E Bajram era un ragazzo, e ci credeva!

Si recò a Valona.

Glielo assicurarono. Sarebbero salpati in gommone con mare calmo… solo in pochi e selezionati… non sarebbero stati notati allo sbarco. Con facilità si sarebbero mimetizzati purché vestissero all’italiana, abiti puliti e padroni della lingua. Insomma dovevano farsi passare per italiani!

Ne avevano traghettati già tanti e tutti avevano fatto fortuna… certo costava qualcosa in più! Ma…

Bajram annotò la cifra.

Si fecero e rifecero i conti in famiglia: il traghettamento… la giacca a righe rosse con i risvolti rossi e lucidi… taglio dei capelli all’italiana… scarpe da tennis Nike… tutti i risparmi andati!

Ma aveva provato gli indumenti ed era perfetto! Proprio un italiano! Elegante!

Ci furono anche applausi.

Sbarcarono su una spiaggia isolata che era appena sera:

“Cambiatevi gli indumenti e allontanatevi… ma non in gruppo… uno per volta… Alla strada troverete delle auto che per cinquemila lire vi porteranno lontano in città… Buona fortuna!”.

Bajram aveva indossato i suoi improbabili abiti all’italiana… aveva incontrato il tassista abusivo che gli aveva chiesto seimila lire… aveva contrattato e con soddisfazione aveva chiuso per quattromila ottocento lire.

Ne era uscito molto soddisfatto! Pieno di fiducia nonostante le scarse residue risorse finanziarie.

Arrivò in città che i negozi erano ancora aperti e le vetrine illuminate… una doccia di luce!… lo entusiasmarono.

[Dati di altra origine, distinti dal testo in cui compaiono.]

//! The drive CPU and its clock-domain bookkeeping.

use emu_core::{Clock, Observable, SyncFactor, Value};
use mos_6502::{CpuConfig, CpuContext, Mos6502};

use crate::{DriveConfig, DriveError, DriveHost, DriveIo};

/// Main-clock gap after which catch-up gives up and resynchronises
/// instead of running the drive through it.
const MAX_SLEEP: Clock = 0x00FF_FFFF;

/// Drive clock below which a long gap is still run through (the firmware
/// is still initialising).
const BOOT_CYCLES: Clock = 934_639;

/// A drive CPU with its memory and I/O.
pub struct Drive<I: DriveIo> {
    pub cpu: Mos6502,
    pub host: DriveHost<I>,
    sync: SyncFactor,
    /// Main clock reached by the last catch-up.
    last_clk: Clock,
    /// Fractional drive cycles owed, in [`SyncFactor::ONE`] units.
    cycle_accum: u32,
    /// Cycles the last instruction ran past the previous stop clock.
    last_exc_cycles: Clock,
}

impl<I: DriveIo> Drive<I> {
    pub fn new(name: &'static str, config: DriveConfig, io: I) -> Self {
        Self::with_context(CpuContext::new(name), config, io)
    }

    /// Drive using a context built by the caller (e.g. sharing the
    /// machine's watchpoint toggle).
    pub fn with_context(ctx: CpuContext, config: DriveConfig, io: I) -> Self {
        Self {
            cpu: Mos6502::with_config(CpuConfig::drive()),
            host: DriveHost::new(ctx, io, config.idle),
            sync: SyncFactor::from_clocks(config.drive_clock, config.main_clock),
            last_clk: 0,
            cycle_accum: 0,
            last_exc_cycles: 0,
        }
    }

    pub fn load_rom(&mut self, image: &[u8]) -> Result<(), DriveError> {
        self.host.load_rom(image)?;
        self.cpu.invalidate_bank();
        Ok(())
    }

    /// Drive clock.
    #[must_use]
    pub fn clock(&self) -> Clock {
        self.host.ctx.clk
    }

    #[must_use]
    pub fn last_clk(&self) -> Clock {
        self.last_clk
    }

    #[must_use]
    pub fn cycle_accum(&self) -> u32 {
        self.cycle_accum
    }

    #[must_use]
    pub fn last_exc_cycles(&self) -> Clock {
        self.last_exc_cycles
    }

    #[must_use]
    pub fn sync_factor(&self) -> &SyncFactor {
        &self.sync
    }

    /// Change the crystal ratio (e.g. the machine switched video standard).
    pub fn set_clocks(&mut self, config: DriveConfig) {
        self.sync = SyncFactor::from_clocks(config.drive_clock, config.main_clock);
    }

    /// Reset the drive CPU. `main_clk` becomes the catch-up origin.
    pub fn reset(&mut self, main_clk: Clock) {
        self.last_clk = main_clk;
        self.last_exc_cycles = 0;
        self.cpu.reset(&mut self.host);
    }

    /// Run the drive until it has caught up with the main clock.
    ///
    /// Elapsed main cycles are converted in chunks of at most
    /// [`SyncFactor::MAX_TICKS`]; the fraction of each chunk accumulates
    /// until it adds a whole drive cycle. Overshoot of the last instruction
    /// in a chunk is paid back in the next one.
    pub fn catch_up(&mut self, main_clk: Clock) {
        self.wake_up(main_clk);

        let mut cycles = main_clk.saturating_sub(self.last_clk);
        while cycles > 0 {
            let chunk = cycles.min(SyncFactor::MAX_TICKS);
            cycles -= chunk;

            let (whole, fraction) = self.sync.lookup(chunk);
            let mut stop = (self.host.ctx.clk + whole).saturating_sub(self.last_exc_cycles);
            self.cycle_accum += fraction;
            if self.cycle_accum >= SyncFactor::ONE {
                self.cycle_accum -= SyncFactor::ONE;
                stop += 1;
            }
            self.host.stop_clk = stop;

            // The CPU may rebase the clock mid-run; stop_clk moves with it.
            while self.host.ctx.clk < self.host.stop_clk {
                self.cpu.step(&mut self.host);
            }
            self.last_exc_cycles = self.host.ctx.clk - self.host.stop_clk;
        }

        self.last_clk = main_clk;
    }

    fn wake_up(&mut self, main_clk: Clock) {
        if main_clk.saturating_sub(self.last_clk) > MAX_SLEEP && self.host.ctx.clk > BOOT_CYCLES {
            log::debug!("{}: skipping cycles", self.host.ctx.name());
            self.last_clk = main_clk;
        }
    }

    /// The main CPU rebased its clock by `sub`; `main_clk` is its new
    /// value.
    ///
    /// If the drive is behind the rebase point it first catches up to the
    /// old main clock so no elapsed time is lost.
    pub fn main_clock_rebased(&mut self, main_clk: Clock, sub: Clock) {
        if sub == 0 {
            return;
        }
        if self.last_clk < sub {
            self.catch_up(main_clk + sub);
        }
        self.last_clk -= sub;
    }

    pub(crate) fn set_sync_state(&mut self, last_clk: Clock, cycle_accum: u32, last_exc_cycles: Clock) {
        self.last_clk = last_clk;
        self.cycle_accum = cycle_accum;
        self.last_exc_cycles = last_exc_cycles;
    }
}

impl<I: DriveIo> Observable for Drive<I> {
    fn query(&self, path: &str) -> Option<Value> {
        match path {
            "clock" => Some(self.host.ctx.clk.into()),
            "last_clk" => Some(self.last_clk.into()),
            "cycle_accum" => Some(self.cycle_accum.into()),
            "last_exc_cycles" => Some(self.last_exc_cycles.into()),
            "sync_factor" => Some(self.sync.factor().into()),
            _ => path.strip_prefix("cpu.").and_then(|p| self.cpu.query(p)),
        }
    }

    fn query_paths(&self) -> &'static [&'static str] {
        &[
            "clock",
            "last_clk",
            "cycle_accum",
            "last_exc_cycles",
            "sync_factor",
            "cpu.pc",
            "cpu.a",
            "cpu.x",
            "cpu.y",
            "cpu.sp",
            "cpu.p",
            "cpu.flags.c",
            "cpu.flags.z",
            "cpu.flags.i",
            "cpu.flags.d",
            "cpu.flags.b",
            "cpu.flags.v",
            "cpu.flags.n",
            "cpu.opinfo",
            "cpu.halted",
        ]
    }
}
//! Processor status register (P).
//!
//! N and Z are not kept as bits. The last result that set them is stored
//! instead, and the packed byte is rebuilt whenever it is needed. Every
//! load, logic and arithmetic instruction updates N and Z, so storing the
//! raw result is one move instead of two masked updates.

/// Carry flag - set if operation resulted in carry/borrow.
pub const C: u8 = 0x01;

/// Zero flag - set if result is zero.
pub const Z: u8 = 0x02;

/// Interrupt disable - when set, IRQ interrupts are ignored.
pub const I: u8 = 0x04;

/// Decimal mode - enables BCD arithmetic for ADC/SBC.
pub const D: u8 = 0x08;

/// Break flag - only meaningful in the pushed copy of P.
/// Set when BRK/PHP push status, clear when IRQ/NMI push status.
pub const B: u8 = 0x10;

/// Unused bit - always reads as 1 on the 6502.
pub const U: u8 = 0x20;

/// Overflow flag - set if signed arithmetic overflowed.
pub const V: u8 = 0x40;

/// Negative flag - set if result has bit 7 set.
pub const N: u8 = 0x80;

/// Processor status register.
///
/// `packed` holds every bit except N and Z. `n` is a value whose bit 7 is
/// the N flag; `z` is a value that is zero exactly when Z is set.
#[derive(Debug, Clone, Copy, PartialEq, Eq)]
#[cfg_attr(feature = "serde", derive(serde::Serialize, serde::Deserialize))]
pub struct Status {
    packed: u8,
    n: u8,
    z: u8,
}

impl Default for Status {
    fn default() -> Self {
        Self::new()
    }
}

impl Status {
    /// Status with every flag clear (Z clear means a non-zero shadow).
    #[must_use]
    pub const fn new() -> Self {
        Self {
            packed: 0,
            n: 0,
            z: 1,
        }
    }

    /// Unpack a status byte (PLP, RTI, snapshot load).
    #[must_use]
    pub const fn from_byte(value: u8) -> Self {
        Self {
            packed: value & !(N | Z),
            n: value,
            z: if value & Z != 0 { 0 } else { 1 },
        }
    }

    /// Rebuild the status byte from the packed bits and the N/Z shadows.
    ///
    /// No bit is forced; the 6502 register file ORs in U itself.
    #[must_use]
    pub const fn to_byte(self) -> u8 {
        let mut value = self.packed | (self.n & N);
        if self.z == 0 {
            value |= Z;
        }
        value
    }

    /// Check if a flag is set.
    #[must_use]
    pub const fn is_set(self, flag: u8) -> bool {
        self.to_byte() & flag != 0
    }

    /// Set a flag.
    pub fn set(&mut self, flag: u8) {
        if flag & N != 0 {
            self.n = N;
        }
        if flag & Z != 0 {
            self.z = 0;
        }
        self.packed |= flag & !(N | Z);
    }

    /// Clear a flag.
    pub fn clear(&mut self, flag: u8) {
        if flag & N != 0 {
            self.n = 0;
        }
        if flag & Z != 0 {
            self.z = 1;
        }
        self.packed &= !flag;
    }

    /// Set or clear a flag based on condition.
    pub fn set_if(&mut self, flag: u8, condition: bool) {
        if condition {
            self.set(flag);
        } else {
            self.clear(flag);
        }
    }

    /// Update N and Z flags based on an 8-bit result.
    pub fn update_nz(&mut self, value: u8) {
        self.n = value;
        self.z = value;
    }

    /// Update N and Z flags based on a 16-bit result.
    pub fn update_nz16(&mut self, value: u16) {
        let high = (value >> 8) as u8;
        self.n = high;
        self.z = (value as u8) | high;
    }
}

Molti si giravano a guardarlo… certamente ammiravano la sua improbabile eleganza ed egli ancor più si dava tono impettito nella sua giacca a righe rosse con i risvolti lucidi.

In un bar! 

Lo guardavano… qualcuno sfoderò un ghigno ironico.

“Un AMARO LUCANO, prego!”

“Non ne abbiamo!”

“Un VECCHIA ROMAGNA ETICHETTA NERA!”

“Quello che crea un’atmosfera?”

“Sì, quello!”

“Non ne abbiamo!…”.

Non era uno stupido Bajram, e la prima cosa che fece fu di togliersi l’improbabile giacca. La mise nel saccolo di tela che conteneva i vecchi indumenti della traversata mentre dalla strada intravvedeva nel bar il gruppo vociante che si sbellicava dalle risate dandosi grandi pacche sulle ginocchia.

La serata era calda.

Passeggiò stancamente.

Infine si sdraiò su una panchina e si addormentò. Ed era già mattino quando un poliziotto lo svegliò punzecchiandolo con un manganello e lo invitò ad allontanarsi. Poi stette lì fermo a seguirlo con sguardo perplesso, il poliziotto.

°°

L’alloggio era un casolare semidiroccato con alcuni materassi pulciosi direttamente sul terreno e senza luce, né acqua… gli sarebbe costato cinquecento lire il giorno, e c’era uno spaccio gestito dal caporale ove era possibile acquistare da mangiare a credito sulla paga.

Il lavoro!

Dieci ore al giorno nei campi a raccogliere pomodori sotto l’occhio vigile del caporale E delle dieci ore solo otto sarebbero state retribuite, le altre due erano per il caporale.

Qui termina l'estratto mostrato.